- [Assignment]:
Filter the records down to the lines that hold the word "factor", and copy each of those lines.

☆ ☆ ☆ ☆

/// A closed range of `f32` values.
#[derive(Debug, Clone, Copy, PartialEq)]
pub struct Interval {
    pub min: f32,
    pub max: f32,
}

impl Interval {
    /// Returns true if x is strictly within the interval (min, max) (exclusive).
    pub fn surrounds(&self, x: f32) -> bool {
        self.min < x && x < self.max
    }

    /// Clamps x to be within the interval [min, max].
    pub fn clamp(&self, x: f32) -> f32 {
        x.clamp(self.min, self.max)
    }

    /// Valid hit distances in front of a ray origin: (0, +inf).
    pub const FORWARD: Interval = Interval {
        min: 0.0,
        max: f32::INFINITY,
    };

    /// The displayable color range [0, 1].
    pub const UNIT: Interval = Interval { min: 0.0, max: 1.0 };
}
//! Scene types for Ember.
//!
//! A scene is two flat lists: spheres and the materials they reference by
//! index. The renderer borrows a scene immutably for the whole of a frame,
//! so edits happen between frames only.

use ember_math::Vec3;

use crate::error::{SceneError, SceneResult};

/// Surface description shared by any number of spheres.
#[derive(Clone, Debug, PartialEq)]
pub struct Material {
    /// Diffuse/albedo color (RGB, 0-1)
    pub albedo: Vec3,

    /// Roughness factor (0=smooth, 1=rough). Carried for editing; the
    /// diffuse bounce does not read it.
    pub roughness: f32,

    /// Metallic factor (0=dielectric, 1=metal). Not read by the bounce either.
    pub metallic: f32,

    /// Emitted light color (RGB)
    pub emission_color: Vec3,

    /// Scale applied to `emission_color`
    pub emission_power: f32,
}

impl Default for Material {
    fn default() -> Self {
        Self {
            albedo: Vec3::ONE,
            roughness: 1.0,
            metallic: 0.0,
            emission_color: Vec3::ZERO,
            emission_power: 0.0,
        }
    }
}

impl Material {
    /// Create a non-emissive material with the given albedo.
    pub fn diffuse(albedo: Vec3) -> Self {
        Self {
            albedo,
            ..Default::default()
        }
    }

    /// Set roughness.
    pub fn with_roughness(mut self, roughness: f32) -> Self {
        self.roughness = roughness;
        self
    }

    /// Set metallic.
    pub fn with_metallic(mut self, metallic: f32) -> Self {
        self.metallic = metallic;
        self
    }

    /// Make this material emit `color * power`.
    pub fn with_emission(mut self, color: Vec3, power: f32) -> Self {
        self.emission_color = color;
        self.emission_power = power;
        self
    }

    /// Emitted radiance, computed on demand.
    #[inline]
    pub fn emission(&self) -> Vec3 {
        self.emission_color * self.emission_power
    }

    // Emission only ever adds to a path's light, so keeping it finite and
    // non-negative rules out NaN radiance from mixed-sign sums.
    fn is_valid(&self) -> bool {
        self.albedo.is_finite()
            && self.roughness.is_finite()
            && self.metallic.is_finite()
            && self.emission_color.is_finite()
            && self.emission_color.min_element() >= 0.0
            && self.emission_power.is_finite()
            && self.emission_power >= 0.0
            && self.emission().is_finite()
    }
}

/// A sphere placed in world space. Only translation is supported.
#[derive(Clone, Copy, Debug, PartialEq)]
pub struct Sphere {
    /// Center in world space
    pub position: Vec3,
    pub radius: f32,
    /// Index into `Scene::materials`
    pub material_index: usize,
}

impl Default for Sphere {
    fn default() -> Self {
        Self {
            position: Vec3::ZERO,
            radius: 0.5,
            material_index: 0,
        }
    }
}

impl Sphere {
    /// Create a new sphere.
    pub fn new(position: Vec3, radius: f32, material_index: usize) -> Self {
        Self {
            position,
            radius,
            material_index,
        }
    }
}

/// The renderable world.
///
/// Sphere order is significant: hit results refer to spheres by index, and
/// the first of two spheres at exactly the same distance wins.
#[derive(Clone, Debug, Default, PartialEq)]
pub struct Scene {
    pub spheres: Vec<Sphere>,
    pub materials: Vec<Material>,
}

impl Scene {
    /// Create an empty scene.
    pub fn new() -> Self {
        Self::default()
    }

    /// Append a material and return its index.
    pub fn add_material(&mut self, material: Material) -> usize {
        self.materials.push(material);
        self.materials.len() - 1
    }

    /// Append a sphere and return its index.
    pub fn add_sphere(&mut self, sphere: Sphere) -> usize {
        self.spheres.push(sphere);
        self.spheres.len() - 1
    }

    /// Get the number of spheres.
    pub fn sphere_count(&self) -> usize {
        self.spheres.len()
    }

    /// Get the number of materials.
    pub fn material_count(&self) -> usize {
        self.materials.len()
    }

    /// Check everything the renderer relies on without re-checking per ray:
    /// every material index is in range, radii are finite and positive, and
    /// no value is NaN or infinite.
    pub fn validate(&self) -> SceneResult<()> {
        for (index, material) in self.materials.iter().enumerate() {
            if !material.is_valid() {
                return Err(SceneError::NonFiniteMaterial { material: index });
            }
        }

        for (index, sphere) in self.spheres.iter().enumerate() {
            if sphere.material_index >= self.materials.len() {
                return Err(SceneError::MaterialIndexOutOfRange {
                    sphere: index,
                    index: sphere.material_index,
                    material_count: self.materials.len(),
                });
            }
            if !sphere.position.is_finite() {
                return Err(SceneError::NonFiniteSphere { sphere: index });
            }
            if !(sphere.radius.is_finite() && sphere.radius > 0.0) {
                return Err(SceneError::InvalidRadius {
                    sphere: index,
                    radius: sphere.radius,
                });
            }
        }

        Ok(())
    }

    /// The starter scene: a pink sphere, an orange light sphere beside it,
    /// and a large blue sphere acting as the ground.
    pub fn demo() -> Self {
        let mut scene = Self::new();

        let pink = scene.add_material(Material::diffuse(Vec3::new(1.0, 0.0, 1.0)).with_roughness(0.0));
        let blue = scene.add_material(Material::diffuse(Vec3::new(0.2, 0.3, 1.0)).with_roughness(0.1));
        let orange_albedo = Vec3::new(0.8, 0.5, 0.2);
        let orange = scene.add_material(
            Material::diffuse(orange_albedo)
                .with_roughness(0.1)
                .with_emission(orange_albedo, 2.0),
        );

        scene.add_sphere(Sphere::new(Vec3::ZERO, 1.0, pink));
        scene.add_sphere(Sphere::new(Vec3::new(2.0, 0.0, 0.0), 1.0, orange));
        scene.add_sphere(Sphere::new(Vec3::new(0.0, -101.0, 0.0), 100.0, blue));

        log::debug!(
            "Built demo scene with {} spheres, {} materials",
            scene.sphere_count(),
            scene.material_count()
        );

        scene
    }
}
//! Term register -- a monotonic, lock-free logical clock.

use std::sync::atomic::{AtomicU64, Ordering};
use std::sync::Arc;

/// A Raft term number.
pub type Term = u64;

/// Monotonically non-decreasing term counter, safe to read and update
/// concurrently from any number of tasks. Cloning shares the same
/// underlying counter (it wraps an `Arc`), which is how the driver's
/// heartbeat-round task and the actor loop both observe the same term
/// without routing every update through the actor.
#[derive(Debug, Clone, Default)]
pub struct TermRegister {
    inner: Arc<AtomicU64>,
}

impl TermRegister {
    pub fn new(initial: Term) -> Self {
        TermRegister { inner: Arc::new(AtomicU64::new(initial)) }
    }

    /// Reads the current term.
    pub fn current(&self) -> Term {
        self.inner.load(Ordering::SeqCst)
    }

    /// Atomically increments the term and returns the new value.
    pub fn next(&self) -> Term {
        self.inner.fetch_add(1, Ordering::SeqCst) + 1
    }

    /// If `t` is greater than the current term, advances to `t`.
    /// Idempotent and a no-op if `t` does not exceed the current term.
    /// Returns the term in effect after the call (`max(prev, t)`).
    pub fn update_to(&self, t: Term) -> Term {
        let mut current = self.inner.load(Ordering::SeqCst);
        loop {
            if t <= current {
                return current;
            }
            match self.inner.compare_exchange_weak(
                current,
                t,
                Ordering::SeqCst,
                Ordering::SeqCst,
            ) {
                Ok(_) => return t,
                Err(observed) => current = observed,
            }
        }
    }

    /// `current() < t`.
    pub fn is_before(&self, t: Term) -> bool {
        self.current() < t
    }
}
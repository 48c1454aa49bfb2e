//! Peer discovery adapter: filters gossiped cluster membership down to
//! the nodes participating in one election topic.

use std::sync::Arc;

use crate::cluster::{ClusterHandle, Member};

/// The metadata value marking a member as part of an election group. The
/// metadata *key* is the topic name itself -- not a fixed constant --
/// since a single node's metadata map is shared across every election
/// topic it participates in; keying by topic lets one node run more than
/// one `ElectionDriver` (one per topic) over the same `ClusterHandle`
/// without their group-membership entries clobbering each other.
pub const TOPIC_MEMBER_MARKER: &str = "leader-election";

/// Wraps a `ClusterHandle` and a topic name, exposing the single
/// `find_peers()` operation the driver needs.
pub(crate) struct PeerDiscovery {
    cluster: Arc<dyn ClusterHandle>,
    topic: String,
}

impl PeerDiscovery {
    pub(crate) fn new(cluster: Arc<dyn ClusterHandle>, topic: String) -> Self {
        PeerDiscovery { cluster, topic }
    }

    /// Returns every other cluster member whose gossiped metadata
    /// registers it in this election topic. Recomputed on every call --
    /// no caching, so callers must tolerate churn between successive
    /// calls within a single election round.
    pub(crate) fn find_peers(&self) -> Vec<Member> {
        self.cluster
            .other_members()
            .into_iter()
            .filter(|m| {
                self.cluster
                    .metadata(m)
                    .get(&self.topic)
                    .is_some_and(|v| v == TOPIC_MEMBER_MARKER)
            })
            .collect()
    }
}

#[cfg(test)]
mod tests {
    use super::*;
    use crate::cluster::SimNetwork;

    #[tokio::test]
    async fn filters_by_topic_metadata() {
        let net = SimNetwork::new();
        let a = net.spawn_node("a");
        let b = net.spawn_node("b");
        let c = net.spawn_node("c");

        b.update_metadata_property(
            "elect-leader".into(),
            TOPIC_MEMBER_MARKER.into(),
        )
        .await
        .unwrap();
        c.update_metadata_property("other-topic".into(), TOPIC_MEMBER_MARKER.into())
            .await
            .unwrap();

        let discovery = PeerDiscovery::new(Arc::new(a), "elect-leader".into());
        let peers = discovery.find_peers();
        assert_eq!(peers.len(), 1);
        assert_eq!(peers[0].id, "b");
    }

    #[tokio::test]
    async fn empty_peer_set_when_nobody_registered() {
        let net = SimNetwork::new();
        let a = net.spawn_node("a");
        let _b = net.spawn_node("b");
        let discovery = PeerDiscovery::new(Arc::new(a), "elect-leader".into());
        assert!(discovery.find_peers().is_empty());
    }

    #[tokio::test]
    async fn one_node_can_join_two_topics_without_clobbering() {
        let net = SimNetwork::new();
        let a = net.spawn_node("a");
        let b = net.spawn_node("b");
        b.update_metadata_property("topic-a".into(), TOPIC_MEMBER_MARKER.into())
            .await
            .unwrap();
        b.update_metadata_property("topic-b".into(), TOPIC_MEMBER_MARKER.into())
            .await
            .unwrap();

        let a_shared = Arc::new(a);
        let discovery_a = PeerDiscovery::new(a_shared.clone(), "topic-a".into());
        let discovery_b = PeerDiscovery::new(a_shared, "topic-b".into());
        assert_eq!(discovery_a.find_peers().len(), 1);
        assert_eq!(discovery_b.find_peers().len(), 1);
    }
}
//! Logging setup and leveled print macros, prefixed with this node's
//! identity so that interleaved multi-node test output stays readable.

use std::sync::OnceLock;

/// This node's identity string, set once at driver construction and read
/// by every `pf_*!` call site. Empty until `set_me()` is called.
pub static ME: OnceLock<String> = OnceLock::new();

/// Sets the node identity used as a log prefix. Safe to call multiple
/// times from tests running separate nodes in the same process; only the
/// first call per process actually takes effect, matching `OnceLock`
/// semantics -- callers that need a fresh prefix per task should format
/// identity into the message itself instead of relying on `ME`.
pub fn set_me(id: impl Into<String>) {
    let _ = ME.set(id.into());
}

#[inline]
pub(crate) fn me() -> &'static str {
    ME.get().map(String::as_str).unwrap_or("?")
}

/// Initializes the `env_logger` backend. Embedders call this once at
/// process startup; calling it more than once is a harmless no-op.
pub fn logger_init() {
    let _ = env_logger::try_init();
}

/// `log::error!`, prefixed with node identity.
#[macro_export]
macro_rules! pf_error {
    ($($arg:tt)*) => {
        log::error!("{:<10} {}", $crate::utils::print::me(), format_args!($($arg)*))
    };
}

/// `log::warn!`, prefixed with node identity.
#[macro_export]
macro_rules! pf_warn {
    ($($arg:tt)*) => {
        log::warn!("{:<10} {}", $crate::utils::print::me(), format_args!($($arg)*))
    };
}

/// `log::info!`, prefixed with node identity.
#[macro_export]
macro_rules! pf_info {
    ($($arg:tt)*) => {
        log::info!("{:<10} {}", $crate::utils::print::me(), format_args!($($arg)*))
    };
}

/// `log::debug!`, prefixed with node identity.
#[macro_export]
macro_rules! pf_debug {
    ($($arg:tt)*) => {
        log::debug!("{:<10} {}", $crate::utils::print::me(), format_args!($($arg)*))
    };
}

/// `log::trace!`, prefixed with node identity.
#[macro_export]
macro_rules! pf_trace {
    ($($arg:tt)*) => {
        log::trace!("{:<10} {}", $crate::utils::print::me(), format_args!($($arg)*))
    };
}

/// Logs a message at error level and returns it wrapped in
/// `Err(ElectionError::Internal(..))` in one call, saving the usual
/// `let e = ...; pf_error!(...); return Err(e)` dance.
#[macro_export]
macro_rules! logged_err {
    ($($arg:tt)*) => {{
        let msg = format!($($arg)*);
        $crate::pf_error!("{}", msg);
        Err($crate::utils::ElectionError::Internal(msg))
    }};
}
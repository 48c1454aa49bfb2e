//! Election state machine: role, term, and known-leader mutation, plus the
//! two timers (election timeout, heartbeat send) that drive it.
//!
//! Exclusively owned by the driver's actor task (see `driver.rs`) -- there
//! is deliberately no internal `Mutex` here. Single-task ownership *is*
//! the serialization point the design calls for.

use rand::Rng;
use serde::{Deserialize, Serialize};
use tokio::sync::{mpsc, watch};
use tokio::time::Duration;

use crate::cluster::NodeId;
use crate::role::{ElectionEvent, LeaderView, Role, RoleTransition};
use crate::term::{Term, TermRegister};
use crate::utils::RearmableDeadline;

/// Tunables recognized by the election core. Field-by-field overridable
/// from a TOML config string via `parsed_config!`.
#[derive(Debug, Clone, Copy, Serialize, Deserialize)]
#[serde(default)]
pub struct ElectionConfig {
    /// Base follower election timeout; the effective timeout drawn on
    /// each (re)arm is uniform over `[election_timeout_ms, 2x)`.
    pub election_timeout_ms: u64,
    /// Leader heartbeat-send period.
    pub heartbeat_interval_ms: u64,
    /// Candidate's per-round deadline for collecting a majority.
    pub vote_timeout_ms: u64,
}

impl Default for ElectionConfig {
    fn default() -> Self {
        ElectionConfig {
            election_timeout_ms: 1000,
            heartbeat_interval_ms: 100,
            vote_timeout_ms: 1000,
        }
    }
}

/// Snapshot of role + term + known leader, published after every mutation
/// so that `currentRole()`/`leaderView()` callers outside the actor task
/// never need to reach into state the actor owns.
#[derive(Debug, Clone, PartialEq, Eq)]
pub struct RoleSnapshot {
    pub role: Role,
    pub term: Term,
    pub leader_view: LeaderView,
}

pub(crate) struct ElectionStateMachine {
    id: NodeId,
    role: Role,
    term: TermRegister,
    leader: Option<NodeId>,
    config: ElectionConfig,

    election_timer: RearmableDeadline,
    heartbeat_timer: RearmableDeadline,

    transition_tx: mpsc::UnboundedSender<RoleTransition>,
    events_tx: Option<tokio::sync::broadcast::Sender<ElectionEvent>>,
    snapshot_tx: watch::Sender<RoleSnapshot>,

    rng: rand::rngs::ThreadRng,
}

impl ElectionStateMachine {
    /// Creates a new state machine in Follower role at the given initial
    /// term (0 unless the embedder recovered a prior term), arming the
    /// election timer immediately. Returns the machine along with the
    /// receiving end of its internal transition channel and its published
    /// role-snapshot watch channel.
    pub(crate) fn new(
        id: NodeId,
        initial_term: Term,
        config: ElectionConfig,
        events_tx: tokio::sync::broadcast::Sender<ElectionEvent>,
    ) -> (
        Self,
        mpsc::UnboundedReceiver<RoleTransition>,
        watch::Receiver<RoleSnapshot>,
    ) {
        let term = TermRegister::new(initial_term);
        let (transition_tx, transition_rx) = mpsc::unbounded_channel();
        let initial_snapshot = RoleSnapshot {
            role: Role::Follower,
            term: term.current(),
            leader_view: LeaderView { local_id: id.clone(), known_leader: None },
        };
        let (snapshot_tx, snapshot_rx) = watch::channel(initial_snapshot);

        let mut sm = ElectionStateMachine {
            id,
            role: Role::Follower,
            term,
            leader: None,
            config,
            election_timer: RearmableDeadline::new(),
            heartbeat_timer: RearmableDeadline::new(),
            transition_tx,
            events_tx: Some(events_tx),
            snapshot_tx,
            rng: rand::thread_rng(),
        };
        sm.rearm_election_timer();
        sm.publish_snapshot();
        (sm, transition_rx, snapshot_rx)
    }

    pub(crate) fn role(&self) -> Role {
        self.role
    }

    pub(crate) fn term(&self) -> Term {
        self.term.current()
    }

    pub(crate) fn term_register(&self) -> TermRegister {
        self.term.clone()
    }

    pub(crate) fn leader_view(&self) -> LeaderView {
        LeaderView { local_id: self.id.clone(), known_leader: self.leader.clone() }
    }

    pub(crate) fn config(&self) -> &ElectionConfig {
        &self.config
    }

    pub(crate) fn election_timer(&self) -> &RearmableDeadline {
        &self.election_timer
    }

    pub(crate) fn heartbeat_timer(&self) -> &RearmableDeadline {
        &self.heartbeat_timer
    }

    fn rearm_election_timer(&mut self) {
        let base = self.config.election_timeout_ms;
        let jittered = if base == 0 {
            0
        } else {
            self.rng.gen_range(base..2 * base)
        };
        self.election_timer.rearm(Duration::from_millis(jittered));
    }

    fn start_heartbeat_timer(&mut self) {
        self.heartbeat_timer
            .rearm(Duration::from_millis(self.config.heartbeat_interval_ms));
    }

    /// Re-arms the heartbeat timer for the next period; called by the
    /// driver after each heartbeat broadcast round while still Leader.
    pub(crate) fn rearm_heartbeat_timer(&mut self) {
        if self.role == Role::Leader {
            self.start_heartbeat_timer();
        }
    }

    fn publish_snapshot(&self) {
        let _ = self.snapshot_tx.send(RoleSnapshot {
            role: self.role,
            term: self.term.current(),
            leader_view: self.leader_view(),
        });
    }

    /// Switches role and performs the associated timer/event bookkeeping.
    /// Returns whether the role actually changed (false if already in
    /// `new_role`).
    fn enter_role(&mut self, new_role: Role) -> bool {
        let changed = self.role != new_role;

        match new_role {
            Role::Follower => {
                self.heartbeat_timer.disarm();
                self.rearm_election_timer();
            }
            Role::Candidate => {
                self.heartbeat_timer.disarm();
                self.rearm_election_timer();
            }
            Role::Leader => {
                self.election_timer.disarm();
                self.start_heartbeat_timer();
            }
        }

        if changed {
            let old_role = self.role;
            self.role = new_role;
            let term = self.term.current();
            pf_info!("{:?} -> {:?} at term {}", old_role, new_role, term);
            let (transition, event) = match new_role {
                Role::Follower => (
                    RoleTransition::EnteredFollower,
                    ElectionEvent::BecameFollower { term },
                ),
                Role::Candidate => (
                    RoleTransition::EnteredCandidate,
                    ElectionEvent::BecameCandidate { term },
                ),
                Role::Leader => (
                    RoleTransition::EnteredLeader,
                    ElectionEvent::BecameLeader { term },
                ),
            };
            // Synchronous, non-blocking hand-off: ordering is exact
            // because this call site is the only writer.
            let _ = self.transition_tx.send(transition);
            if let Some(tx) = &self.events_tx {
                let _ = tx.send(event);
            }
        }

        self.publish_snapshot();
        changed
    }

    /// Follower -> Candidate on election timeout. Increments the term
    /// (new election) and re-arms the election timer.
    pub(crate) fn become_candidate(&mut self) {
        self.term.next();
        self.leader = None;
        self.enter_role(Role::Candidate);
    }

    /// Transitions to Follower at term `t`, provided `t >= current_term`.
    /// A no-op term-wise if `t` is stale; the role switch (and timer
    /// rearm) still happens unconditionally when `t >= current_term`, per
    /// `Any -> Follower: becomeFollower(t) called with t >= currentTerm`.
    /// Idempotent: calling this repeatedly while already Follower at the
    /// same term emits no further event, but still re-arms the timer.
    pub(crate) fn become_follower(&mut self, t: Term) {
        if t < self.term.current() {
            return;
        }
        self.term.update_to(t);
        self.enter_role(Role::Follower);
    }

    /// Candidate -> Leader once a majority of votes has been collected.
    pub(crate) fn become_leader(&mut self) {
        self.leader = Some(self.id.clone());
        self.enter_role(Role::Leader);
    }

    /// Handles an inbound heartbeat from `peer` carrying `peer_term`.
    pub(crate) fn heartbeat(&mut self, peer: NodeId, peer_term: Term) {
        let current = self.term.current();
        if peer_term > current {
            self.term.update_to(peer_term);
            self.leader = Some(peer);
            self.enter_role(Role::Follower);
        } else if peer_term == current {
            self.leader = Some(peer);
            if self.role == Role::Candidate {
                self.enter_role(Role::Follower);
            } else if self.role == Role::Follower {
                self.rearm_election_timer();
                self.publish_snapshot();
            }
            // Leader receiving an equal-term heartbeat from someone else
            // would be a split-brain symptom; left as-is per the source
            // (no special handling specified for that case).
        }
        // peer_term < current: stale, ignored.
    }

    /// Evaluates and applies the vote-granting predicate for an inbound
    /// `VoteRequest(req_term)`, returning whether the vote is granted. A
    /// `req_term` strictly greater than our own steps us down to Follower
    /// first, from any role (Leader included) -- mirroring how `heartbeat`
    /// treats a higher-term message -- so a stale Leader or Candidate
    /// doesn't keep denying every vote from the peer trying to replace it.
    /// `granted` is then `(req_term > current_term) && (role == Follower)`,
    /// using strict `>` rather than `>=` -- preserved verbatim from the
    /// source, see the design notes on the double-voting tradeoff this
    /// implies.
    pub(crate) fn handle_vote_request(&mut self, req_term: Term) -> bool {
        let current = self.term.current();
        if req_term > current {
            self.become_follower(req_term);
        }
        req_term > current && self.role == Role::Follower
    }
}

#[cfg(test)]
mod tests {
    use super::*;

    fn make_sm() -> (
        ElectionStateMachine,
        mpsc::UnboundedReceiver<RoleTransition>,
        watch::Receiver<RoleSnapshot>,
    ) {
        let (events_tx, _events_rx) = tokio::sync::broadcast::channel(16);
        ElectionStateMachine::new(
            "n1".to_string(),
            0,
            ElectionConfig::default(),
            events_tx,
        )
    }

    #[test]
    fn starts_as_follower_at_initial_term() {
        let (sm, _t, _s) = make_sm();
        assert_eq!(sm.role(), Role::Follower);
        assert_eq!(sm.term(), 0);
        assert!(sm.election_timer().is_armed());
        assert!(!sm.heartbeat_timer().is_armed());
    }

    #[test]
    fn become_candidate_bumps_term_and_emits_transition() {
        let (mut sm, mut transitions, _s) = make_sm();
        sm.become_candidate();
        assert_eq!(sm.role(), Role::Candidate);
        assert_eq!(sm.term(), 1);
        assert_eq!(
            transitions.try_recv().unwrap(),
            RoleTransition::EnteredCandidate
        );
    }

    #[test]
    fn become_leader_stops_election_timer_starts_heartbeat() {
        let (mut sm, mut transitions, _s) = make_sm();
        sm.become_candidate();
        transitions.try_recv().unwrap();
        sm.become_leader();
        assert_eq!(sm.role(), Role::Leader);
        assert!(!sm.election_timer().is_armed());
        assert!(sm.heartbeat_timer().is_armed());
        assert_eq!(
            transitions.try_recv().unwrap(),
            RoleTransition::EnteredLeader
        );
        assert_eq!(sm.leader_view().known_leader, Some("n1".to_string()));
    }

    #[test]
    fn become_follower_idempotent_at_same_term() {
        let (mut sm, mut transitions, _s) = make_sm();
        sm.become_candidate();
        transitions.try_recv().unwrap();
        sm.become_follower(1);
        assert_eq!(
            transitions.try_recv().unwrap(),
            RoleTransition::EnteredFollower
        );
        // already follower at term 1; second call emits nothing further
        sm.become_follower(1);
        assert!(transitions.try_recv().is_err());
        assert_eq!(sm.role(), Role::Follower);
    }

    #[test]
    fn become_follower_ignores_stale_term() {
        let (mut sm, _t, _s) = make_sm();
        sm.become_candidate(); // term = 1
        sm.become_follower(0); // stale, ignored
        assert_eq!(sm.term(), 1);
    }

    #[test]
    fn heartbeat_with_higher_term_steps_down_and_sets_leader() {
        let (mut sm, mut transitions, _s) = make_sm();
        sm.become_candidate();
        transitions.try_recv().unwrap();
        sm.heartbeat("leader1".to_string(), 5);
        assert_eq!(sm.role(), Role::Follower);
        assert_eq!(sm.term(), 5);
        assert_eq!(sm.leader_view().known_leader, Some("leader1".to_string()));
    }

    #[test]
    fn heartbeat_with_lower_term_is_ignored() {
        let (mut sm, _t, _s) = make_sm();
        sm.become_candidate(); // term 1
        sm.heartbeat("stale".to_string(), 0);
        assert_eq!(sm.term(), 1);
        assert_eq!(sm.role(), Role::Candidate);
        assert_eq!(sm.leader_view().known_leader, None);
    }

    #[test]
    fn heartbeat_with_equal_term_converts_candidate_to_follower() {
        let (mut sm, mut transitions, _s) = make_sm();
        sm.become_candidate(); // term 1
        transitions.try_recv().unwrap();
        sm.heartbeat("other".to_string(), 1);
        assert_eq!(sm.role(), Role::Follower);
        assert_eq!(sm.term(), 1);
        assert_eq!(
            transitions.try_recv().unwrap(),
            RoleTransition::EnteredFollower
        );
    }

    #[test]
    fn vote_request_granted_only_for_follower_with_strictly_higher_term() {
        let (mut sm, _t, _s) = make_sm();
        assert!(sm.handle_vote_request(1)); // follower, term 0 < 1
        // a granted higher-term vote does fold the new term in, same as
        // a heartbeat would (open question #1 only concerns not granting
        // *beyond* what the request itself carries)
        assert_eq!(sm.term(), 1);
    }

    #[test]
    fn vote_request_denied_at_equal_or_lower_term() {
        let (mut sm, _t, _s) = make_sm();
        sm.become_follower(5);
        assert!(!sm.handle_vote_request(5));
        assert!(!sm.handle_vote_request(4));
    }

    #[test]
    fn vote_request_steps_candidate_down_and_grants_at_higher_term() {
        let (mut sm, mut transitions, _s) = make_sm();
        sm.become_candidate(); // term 1
        transitions.try_recv().unwrap();
        assert!(sm.handle_vote_request(2));
        assert_eq!(sm.role(), Role::Follower);
        assert_eq!(sm.term(), 2);
        // a subsequent request at a still-higher term is granted normally
        assert!(sm.handle_vote_request(3));
    }

    #[test]
    fn leader_steps_down_and_grants_vote_at_higher_term() {
        let (mut sm, mut transitions, _s) = make_sm();
        sm.become_candidate();
        transitions.try_recv().unwrap();
        sm.become_leader();
        transitions.try_recv().unwrap();
        assert!(sm.handle_vote_request(99));
        assert_eq!(sm.role(), Role::Follower);
        assert_eq!(sm.term(), 99);
        assert_eq!(
            transitions.try_recv().unwrap(),
            RoleTransition::EnteredFollower
        );
    }
}
//! Per-group Raft-style leader election core atop a gossip cluster
//! membership layer.
//!
//! A single [`ElectionDriver`] runs the election protocol for one
//! (node, topic) pair: it discovers peers registered under that topic via
//! [`ClusterHandle`], times out follower periods, runs candidate vote
//! rounds, and heartbeats as leader. External state (log replication,
//! snapshotting, client command execution) is out of scope -- this crate
//! answers exactly one question, "who leads this group right now."

mod utils;

mod term;
mod role;
mod codec;
mod cluster;
mod discovery;
mod statemachine;
mod driver;

pub use cluster::{
    Address, ClusterHandle, Member, Message, NodeId, SimCluster, SimNetwork,
};
pub use driver::{ElectionDriver, ElectionHandle};
pub use role::{ElectionEvent, LeaderView, Role};
pub use statemachine::ElectionConfig;
pub use term::Term;
pub use utils::{logger_init, ElectionError};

☆ ☆ ☆ ☆

- [The answer]:
    /// Roughness factor (0=smooth, 1=rough). Carried for editing; the
    /// Metallic factor (0=dielectric, 1=metal). Not read by the bounce either.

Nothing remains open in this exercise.